Comment: monitoring water, ventilation and temperature is becoming an obsession

By Charles Bourns, poultry farmer and chair of Copa Cogeca’s poultry meat and eggs working party

The season of meetings has been upon us after the festive season.  I have been to a few and have learnt some useful facts for those of you who like that sort of thing.  The poultry industry occupies 1% of the land area and produces 13.37% of agricultural output. Poultry is responsible for 15% of the ammonia produced by agriculture against dairy 28% and beef 20%.

I also learnt a 1% reduction in crude protein in the ration will give an 8% reduction in ammonia, let’s hope we have meat meal back soon, especially as I believe it will help in antibiotic reduction, bird welfare and lower FCR and therefore help us to compete in the brave new world we will live in.

As I write the market place seems to be in a bit of a mess for several reasons – firstly the industry re-organising itself after the decision of one major retailer and the demise of one major processor, secondly decisions made in better times are now coming to the market at a time when imports seem to have increased from Brazil, setting a bench mark for price.  Brazil has lost and has problems in some key markets like the Middle East which means they have product to dump. 

There is also a great deal of product coming from Ukraine into Europe through a loophole they are exploiting in the tariff quotas so imports have risen to 150,000 tonnes now from 30,000 tonnes.  In my capacity with Copa we have been aware of the Ukraine position and have been lobbying the Commission to do something for more than 12 months both on access and welfare standards.

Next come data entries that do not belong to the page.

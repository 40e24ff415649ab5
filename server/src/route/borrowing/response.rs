use crate::controller::Exhaust;
use application::transfer::{BookDto, BorrowingDto};
use axum::http::StatusCode;
use axum::response::IntoResponse;
use axum::Json;
use rust_decimal::Decimal;
use serde::Serialize;
use time::Date;
use uuid::Uuid;

#[derive(Debug, Serialize)]
pub struct BookDetailResponse {
    title: String,
    author: String,
    cover: String,
    daily_fee: Decimal,
}

impl From<BookDto> for BookDetailResponse {
    fn from(value: BookDto) -> Self {
        Self {
            title: value.title,
            author: value.author,
            cover: value.cover,
            daily_fee: value.daily_fee,
        }
    }
}

#[derive(Debug, Serialize)]
pub struct BorrowingResponse {
    id: Uuid,
    borrow_date: Date,
    expected_return_date: Date,
    actual_return_date: Option<Date>,
    book: Uuid,
    book_detail: BookDetailResponse,
    user: String,
    is_active: bool,
}

impl From<BorrowingDto> for BorrowingResponse {
    fn from(value: BorrowingDto) -> Self {
        let is_active = value.is_active();
        Self {
            id: value.id,
            borrow_date: value.borrow_date,
            expected_return_date: value.expected_return_date,
            actual_return_date: value.actual_return_date,
            book: value.book.id,
            book_detail: BookDetailResponse::from(value.book),
            user: value.user,
            is_active,
        }
    }
}

impl IntoResponse for BorrowingResponse {
    fn into_response(self) -> axum::response::Response {
        (StatusCode::OK, Json(self)).into_response()
    }
}

/// Creation answers without the return column, which cannot be set yet.
#[derive(Debug, Serialize)]
pub struct CreatedResponse {
    id: Uuid,
    borrow_date: Date,
    expected_return_date: Date,
    book: Uuid,
    book_detail: BookDetailResponse,
    user: String,
    is_active: bool,
}

impl From<BorrowingDto> for CreatedResponse {
    fn from(value: BorrowingDto) -> Self {
        let is_active = value.is_active();
        Self {
            id: value.id,
            borrow_date: value.borrow_date,
            expected_return_date: value.expected_return_date,
            book: value.book.id,
            book_detail: BookDetailResponse::from(value.book),
            user: value.user,
            is_active,
        }
    }
}

impl IntoResponse for CreatedResponse {
    fn into_response(self) -> axum::response::Response {
        (StatusCode::CREATED, Json(self)).into_response()
    }
}

/// Management answers with the joined detail only, not the raw book id.
#[derive(Debug, Serialize)]
pub struct ManagedResponse {
    id: Uuid,
    borrow_date: Date,
    expected_return_date: Date,
    actual_return_date: Option<Date>,
    book_detail: BookDetailResponse,
    user: String,
    is_active: bool,
}

impl From<BorrowingDto> for ManagedResponse {
    fn from(value: BorrowingDto) -> Self {
        let is_active = value.is_active();
        Self {
            id: value.id,
            borrow_date: value.borrow_date,
            expected_return_date: value.expected_return_date,
            actual_return_date: value.actual_return_date,
            book_detail: BookDetailResponse::from(value.book),
            user: value.user,
            is_active,
        }
    }
}

impl IntoResponse for ManagedResponse {
    fn into_response(self) -> axum::response::Response {
        (StatusCode::OK, Json(self)).into_response()
    }
}

pub struct Presenter;

impl Exhaust<BorrowingDto> for Presenter {
    type To = BorrowingResponse;
    fn emit(&self, input: BorrowingDto) -> Self::To {
        BorrowingResponse::from(input)
    }
}

impl Exhaust<Vec<BorrowingDto>> for Presenter {
    type To = Json<Vec<BorrowingResponse>>;
    fn emit(&self, input: Vec<BorrowingDto>) -> Self::To {
        let result = input
            .into_iter()
            .map(BorrowingResponse::from)
            .collect::<Vec<_>>();

        Json::from(result)
    }
}

impl Exhaust<()> for Presenter {
    type To = StatusCode;
    fn emit(&self, _: ()) -> Self::To {
        StatusCode::NO_CONTENT
    }
}

pub struct CreatedPresenter;

impl Exhaust<BorrowingDto> for CreatedPresenter {
    type To = CreatedResponse;
    fn emit(&self, input: BorrowingDto) -> Self::To {
        CreatedResponse::from(input)
    }
}

pub struct ManagedPresenter;

impl Exhaust<BorrowingDto> for ManagedPresenter {
    type To = ManagedResponse;
    fn emit(&self, input: BorrowingDto) -> Self::To {
        ManagedResponse::from(input)
    }
}
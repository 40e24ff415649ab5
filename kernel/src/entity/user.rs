mod email;
mod id;
mod staff;

pub use self::{email::*, id::*, staff::*};
use destructure::Destructure;

#[derive(Debug, Clone, Eq, PartialEq, Destructure)]
pub struct User {
    id: UserId,
    email: UserEmail,
    is_staff: IsStaff,
}

impl User {
    pub fn new(id: UserId, email: UserEmail, is_staff: IsStaff) -> Self {
        Self { id, email, is_staff }
    }

    pub fn id(&self) -> &UserId {
        &self.id
    }

    pub fn email(&self) -> &UserEmail {
        &self.email
    }

    pub fn is_staff(&self) -> &IsStaff {
        &self.is_staff
    }
}
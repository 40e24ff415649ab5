use serde::{Deserialize, Serialize};
use uuid::Uuid;

#[derive(Debug, Clone, Hash, Eq, PartialEq, Serialize, Deserialize)]
pub struct UserId(Uuid);

impl UserId {
    pub fn new(id: impl Into<Uuid>) -> Self {
        Self(id.into())
    }
}

impl From<UserId> for Uuid {
    fn from(id: UserId) -> Self {
        id.0
    }
}

impl AsRef<Uuid> for UserId {
    fn as_ref(&self) -> &Uuid {
        &self.0
    }
}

At home we are doing everything to save money but trying to make sure we do not become pennywise but pound foolish, which is easily done. So the monitoring of water consumption, temperature, ventilation and daily mortality is becoming an obsession.

We are also walking the birds in a different way making sure we walk the walls each morning but not the centres until later so the birds from the walls, which tend to be the smaller pullets, have time to eat and drink.  My sheds are only 14 metres wide – traditional old Harlow sheds we completely refurbished 18 crops ago.  The refurbishment has helped us achieve a 20% reduction in both LPG and electric use in our first year back in CCL – this goes a little way to repay the loan!

We have a fantastic industry that leads the field – let’s keep it that way as the other parts of agriculture through new technologies are trying to catch us up.